The role of nitric oxide on the antiarrhythmic effects of ketamine/xylazine in a rat model of acute cardiac ischemia-reperfusion.

The prevalence of ventricular arrhythmias during general anesthesia is about 70%. In experimental studies on the antiarrhythmic effects of different agents, using anesthetic drugs that do not have any protective properties are preferable. The present study was conducted to investigate molecular mechanisms involved in the antiarrhythmic effects of ketamine/xylazine (K/X). Sixty male rats were assigned to eight groups: K/X, L -NAME (25-35 mg/kg) with thiopental (TP), L-NAME (25-35 mg/kg) with ketamine/xylazine, L arginine (100 mg/kg) with thiopental, L-arginine (100 mg/kg) with ketamine/xylazine. After anesthetic induction using TP or K/X, the animals were subjected to 30 min of ischemia. Hemodynamic parameters, ventricular arrhythmias during ischemia, the incidence of ventricular tachycardia (VT), and ventricular fibrillation (VF) were measured. Additionally, in order to assess nitrite/nitrate ratio and LDH after ischemia, serum samples were collected and used. Our results showed that in the K/X group, the number of VT and VF, duration of VT (p = 0.006), the severity of arrhythmias (p = 0.0179).

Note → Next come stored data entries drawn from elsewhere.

// ── SensorThings service handle ──
//
// Cheap-to-clone handle over the endpoint, HTTP client, entity graph, SWE
// codec and the optional MQTT subscription manager. Every DAO, query and
// attached entity holds a clone.

use std::fmt;
use std::sync::{Arc, Weak};

use reqwest::{Response, StatusCode};
use serde::de::DeserializeOwned;
use serde_json::{Map, Value};
use stalink_swe::SweCodec;
use tokio_util::sync::CancellationToken;
use tracing::{debug, warn};
use url::Url;

use crate::dao::Dao;
use crate::error::Error;
use crate::model::{
    Actuator, Datastream, Entity, EntityGraph, FeatureOfInterest, HistoricalLocation, Location,
    MultiDatastream, Observation, ObservedProperty, Sensor, Task, TaskingCapability, Thing,
};
use crate::mqtt::{MqttConfig, RumqttTransport};
use crate::subscription::{MqttTransport, SubscriptionManager};
use crate::transport::TransportConfig;
use crate::util::{LOG_BODY_LIMIT, clean_for_logging};

// ── API version ──────────────────────────────────────────────────────

/// Protocol version, read from the endpoint path. Also the MQTT topic prefix.
#[derive(Debug, Clone, Copy, PartialEq, Eq, Default, strum::Display, strum::EnumString)]
pub enum ApiVersion {
    #[strum(serialize = "v1.0")]
    V1_0,
    #[default]
    #[strum(serialize = "v1.1")]
    V1_1,
}

impl ApiVersion {
    pub fn url_pattern(self) -> &'static str {
        match self {
            Self::V1_0 => "v1.0",
            Self::V1_1 => "v1.1",
        }
    }

    /// Last path segment naming a version wins; `v1.1` if none does.
    pub fn detect(endpoint: &Url) -> Self {
        endpoint
            .path_segments()
            .into_iter()
            .flatten()
            .rev()
            .find_map(|segment| segment.parse().ok())
            .unwrap_or_default()
    }
}

// ── Service ──────────────────────────────────────────────────────────

struct Inner {
    endpoint: Url,
    version: ApiVersion,
    http: reqwest::Client,
    graph: Arc<EntityGraph>,
    codec: Arc<SweCodec>,
    subscriptions: Option<Arc<SubscriptionManager>>,
    cancel: CancellationToken,
}

impl Drop for Inner {
    fn drop(&mut self) {
        self.cancel.cancel();
    }
}

/// Entry point: hands out DAOs and runs their requests.
#[derive(Clone)]
pub struct SensorThingsService {
    inner: Arc<Inner>,
}

/// Non-owning handle, held by subscription handlers.
#[derive(Clone)]
pub struct WeakService {
    inner: Weak<Inner>,
}

impl WeakService {
    pub fn upgrade(&self) -> Option<SensorThingsService> {
        self.inner.upgrade().map(|inner| SensorThingsService { inner })
    }
}

impl fmt::Debug for SensorThingsService {
    fn fmt(&self, f: &mut fmt::Formatter<'_>) -> fmt::Result {
        f.debug_struct("SensorThingsService")
            .field("endpoint", &self.inner.endpoint.as_str())
            .field("version", &self.inner.version)
            .field("mqtt", &self.inner.subscriptions.is_some())
            .finish()
    }
}

impl SensorThingsService {
    /// HTTP-only service with default transport settings.
    pub fn new(endpoint: &str) -> Result<Self, Error> {
        Self::builder(endpoint).build()
    }

    pub fn builder(endpoint: impl Into<String>) -> ServiceBuilder {
        ServiceBuilder::new(endpoint)
    }

    /// Base URL, always ending in `/`.
    pub fn endpoint(&self) -> &Url {
        &self.inner.endpoint
    }

    pub fn version(&self) -> ApiVersion {
        self.inner.version
    }

    pub fn graph(&self) -> &EntityGraph {
        &self.inner.graph
    }

    pub fn codec(&self) -> &SweCodec {
        &self.inner.codec
    }

    pub fn http(&self) -> &reqwest::Client {
        &self.inner.http
    }

    pub fn downgrade(&self) -> WeakService {
        WeakService {
            inner: Arc::downgrade(&self.inner),
        }
    }

    pub fn subscriptions(&self) -> Result<&Arc<SubscriptionManager>, Error> {
        self.inner
            .subscriptions
            .as_ref()
            .ok_or(Error::MqttNotConfigured)
    }

    /// Stop the MQTT event loop, if any.
    pub fn shutdown(&self) {
        self.inner.cancel.cancel();
    }

    // ── DAOs ─────────────────────────────────────────────────────────

    pub fn dao<T: Entity>(&self) -> Dao<T> {
        Dao::new(self.clone())
    }

    pub fn things(&self) -> Dao<Thing> {
        self.dao()
    }

    pub fn locations(&self) -> Dao<Location> {
        self.dao()
    }

    pub fn historical_locations(&self) -> Dao<HistoricalLocation> {
        self.dao()
    }

    pub fn datastreams(&self) -> Dao<Datastream> {
        self.dao()
    }

    pub fn multi_datastreams(&self) -> Dao<MultiDatastream> {
        self.dao()
    }

    pub fn sensors(&self) -> Dao<Sensor> {
        self.dao()
    }

    pub fn observed_properties(&self) -> Dao<ObservedProperty> {
        self.dao()
    }

    pub fn observations(&self) -> Dao<Observation> {
        self.dao()
    }

    pub fn features_of_interest(&self) -> Dao<FeatureOfInterest> {
        self.dao()
    }

    pub fn actuators(&self) -> Dao<Actuator> {
        self.dao()
    }

    pub fn tasking_capabilities(&self) -> Dao<TaskingCapability> {
        self.dao()
    }

    pub fn tasks(&self) -> Dao<Task> {
        self.dao()
    }

    // ── Request execution ────────────────────────────────────────────

    /// Resolve a path relative to the endpoint.
    pub fn url(&self, path: &str) -> Result<Url, Error> {
        Ok(self.inner.endpoint.join(path)?)
    }

    /// Send a prepared request; non-2xx responses become status errors.
    pub async fn execute(&self, request: reqwest::RequestBuilder) -> Result<Response, Error> {
        let request = request.build()?;
        debug!("{} {}", request.method(), request.url());
        let url = request.url().to_string();
        let response = self.inner.http.execute(request).await?;
        check_status(url, response).await
    }

    /// Decode a 2xx body as JSON, keeping the body on failure.
    pub(crate) async fn read_json<V: DeserializeOwned>(response: Response) -> Result<V, Error> {
        let body = response.text().await?;
        serde_json::from_str(&body).map_err(|e| deserialization_error(&e, body))
    }

    // ── Entity codec ─────────────────────────────────────────────────

    /// Decode an entity, resolve its SWE members and attach this service.
    pub fn decode_entity<T: Entity>(&self, value: &Value) -> Result<T, Error> {
        let mut entity = <T as serde::Deserialize>::deserialize(value)
            .map_err(|e| deserialization_error(&e, value.to_string()))?;
        if let Value::Object(members) = value {
            entity.resolve_polymorphic(self.codec(), members)?;
        }
        entity.attach(self);
        Ok(entity)
    }

    pub fn decode_entity_bytes<T: Entity>(&self, payload: &[u8]) -> Result<T, Error> {
        let value: Value = serde_json::from_slice(payload).map_err(|e| {
            deserialization_error(&e, String::from_utf8_lossy(payload).into_owned())
        })?;
        self.decode_entity(&value)
    }

    /// Encode an entity, including its SWE members.
    pub fn encode_entity<T: Entity>(&self, entity: &T) -> Result<Map<String, Value>, Error> {
        match serde_json::to_value(entity).map_err(Error::Serialization)? {
            Value::Object(mut members) => {
                entity.encode_polymorphic(self.codec(), &mut members)?;
                Ok(members)
            }
            other => Err(Error::Validation {
                entity_type: T::TYPE,
                message: format!("encoded to a non-object JSON value: {other}"),
            }),
        }
    }

    /// Publish a raw payload on `topic`.
    pub async fn publish(&self, topic: &str, payload: Vec<u8>) -> Result<(), Error> {
        self.subscriptions()?.transport().publish(topic, payload).await
    }
}

fn deserialization_error(e: &serde_json::Error, body: String) -> Error {
    let preview = clean_for_logging(&body, LOG_BODY_LIMIT);
    Error::Deserialization {
        message: format!("{e} (body preview: {preview:?})"),
        body,
    }
}

/// Map a non-2xx response to its error variant. `url` is the request URL,
/// not the one reached after redirects.
async fn check_status(url: String, response: Response) -> Result<Response, Error> {
    let status = response.status();
    if status.is_success() {
        return Ok(response);
    }

    let status_text = status.canonical_reason().unwrap_or_default().to_owned();
    let body = response.text().await.unwrap_or_default();
    warn!(
        %url,
        status = status.as_u16(),
        body = %clean_for_logging(&body, LOG_BODY_LIMIT),
        "request failed"
    );

    Err(match status {
        StatusCode::UNAUTHORIZED | StatusCode::FORBIDDEN => Error::NotAuthorized {
            url,
            status: status.as_u16(),
            status_text,
            body,
        },
        StatusCode::NOT_FOUND => Error::NotFound {
            url,
            status_text,
            body,
        },
        _ => Error::Status {
            url,
            status: status.as_u16(),
            status_text,
            body,
        },
    })
}

// ── Builder ──────────────────────────────────────────────────────────

/// Assembles a [`SensorThingsService`].
pub struct ServiceBuilder {
    endpoint: String,
    transport: TransportConfig,
    http: Option<reqwest::Client>,
    codec: Option<SweCodec>,
    mqtt: Option<MqttConfig>,
    mqtt_transport: Option<Arc<dyn MqttTransport>>,
}

impl ServiceBuilder {
    pub fn new(endpoint: impl Into<String>) -> Self {
        Self {
            endpoint: endpoint.into(),
            transport: TransportConfig::default(),
            http: None,
            codec: None,
            mqtt: None,
            mqtt_transport: None,
        }
    }

    #[must_use]
    pub fn transport(mut self, transport: TransportConfig) -> Self {
        self.transport = transport;
        self
    }

    /// Use a preconfigured client; `transport` is then ignored.
    #[must_use]
    pub fn http_client(mut self, http: reqwest::Client) -> Self {
        self.http = Some(http);
        self
    }

    /// Use a codec with extension types registered.
    #[must_use]
    pub fn codec(mut self, codec: SweCodec) -> Self {
        self.codec = Some(codec);
        self
    }

    /// Connect to an MQTT broker. Requires a running tokio runtime at
    /// [`build`](Self::build) time.
    #[must_use]
    pub fn mqtt(mut self, config: MqttConfig) -> Self {
        self.mqtt = Some(config);
        self
    }

    /// Use a custom MQTT transport; takes precedence over [`mqtt`](Self::mqtt).
    #[must_use]
    pub fn mqtt_transport(mut self, transport: Arc<dyn MqttTransport>) -> Self {
        self.mqtt_transport = Some(transport);
        self
    }

    pub fn build(self) -> Result<SensorThingsService, Error> {
        let mut endpoint = Url::parse(&self.endpoint)?;
        if endpoint.cannot_be_a_base() {
            return Err(Error::InvalidEndpoint(self.endpoint));
        }
        if !endpoint.path().ends_with('/') {
            let path = format!("{}/", endpoint.path());
            endpoint.set_path(&path);
        }
        let version = ApiVersion::detect(&endpoint);

        let http = match self.http {
            Some(http) => http,
            None => self.transport.build_client()?,
        };
        let codec = match self.codec {
            Some(codec) => codec,
            None => SweCodec::new()?,
        };

        let cancel = CancellationToken::new();
        let subscriptions = match (self.mqtt_transport, self.mqtt) {
            (Some(transport), _) => Some(Arc::new(SubscriptionManager::new(transport))),
            (None, Some(config)) => {
                let (transport, event_loop) = RumqttTransport::connect(&config);
                let manager = Arc::new(SubscriptionManager::new(transport));
                event_loop.spawn(Arc::clone(&manager), cancel.clone())?;
                Some(manager)
            }
            (None, None) => None,
        };

        debug!(endpoint = %endpoint, %version, mqtt = subscriptions.is_some(), "service ready");

        Ok(SensorThingsService {
            inner: Arc::new(Inner {
                endpoint,
                version,
                http,
                graph: Arc::new(EntityGraph::sensorthings()),
                codec: Arc::new(codec),
                subscriptions,
                cancel,
            }),
        })
    }
}

#[cfg(test)]
#[allow(clippy::unwrap_used)]
mod tests {
    use serde_json::json;

    use super::*;

    #[test]
    fn endpoint_gets_trailing_slash_and_version() {
        let service = SensorThingsService::new("http://example.org/FROST-Server/v1.0").unwrap();
        assert_eq!(service.endpoint().as_str(), "http://example.org/FROST-Server/v1.0/");
        assert_eq!(service.version(), ApiVersion::V1_0);
        assert_eq!(
            service.url("Things(1)/Datastreams").unwrap().as_str(),
            "http://example.org/FROST-Server/v1.0/Things(1)/Datastreams"
        );

        let service = SensorThingsService::new("http://example.org/sta/").unwrap();
        assert_eq!(service.version(), ApiVersion::V1_1);
    }

    #[test]
    fn rejects_non_base_endpoint() {
        assert!(matches!(
            SensorThingsService::new("mailto:someone@example.org"),
            Err(Error::InvalidEndpoint(_))
        ));
        assert!(matches!(
            SensorThingsService::new("not a url"),
            Err(Error::InvalidUrl(_))
        ));
    }

    #[test]
    fn decoded_entities_are_attached() {
        let service = SensorThingsService::new("http://example.org/v1.1").unwrap();
        let thing: Thing = service
            .decode_entity(&json!({
                "@iot.id": 1,
                "Datastreams": [{ "@iot.id": 2 }]
            }))
            .unwrap();
        assert!(thing.is_attached());
        assert!(thing.datastreams[0].is_attached());
    }

    #[test]
    fn undecodable_payload_keeps_body() {
        let service = SensorThingsService::new("http://example.org/v1.1").unwrap();
        let err = service
            .decode_entity_bytes::<Thing>(b"{\"name\": 5}")
            .unwrap_err();
        assert_eq!(err.body(), Some("{\"name\":5}"));
    }

    #[test]
    fn subscriptions_require_mqtt() {
        let service = SensorThingsService::new("http://example.org/v1.1").unwrap();
        assert!(matches!(service.subscriptions(), Err(Error::MqttNotConfigured)));
    }
}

There was no VF incidence in this group. These protective effects were faded by administration of L-NAME with K/X. The combination of L- Arginine in the TP group decreased the number and duration of VT (p < 0.001, p = 0.0013) with no incidence of VF in comparison with TP. L-arginine with K/X groups increased the number and duration of VT (p < 0.0001, p < 0.001) compared to K/X and VF was seen (100%). However, there was no significant difference between TP and K/X groups in terms of this nitrite/nitrate ratio. These findings suggest that the antiarrhythmic effects of ketamine/xylazine might be partially relative to the nitric oxide synthesis pathway.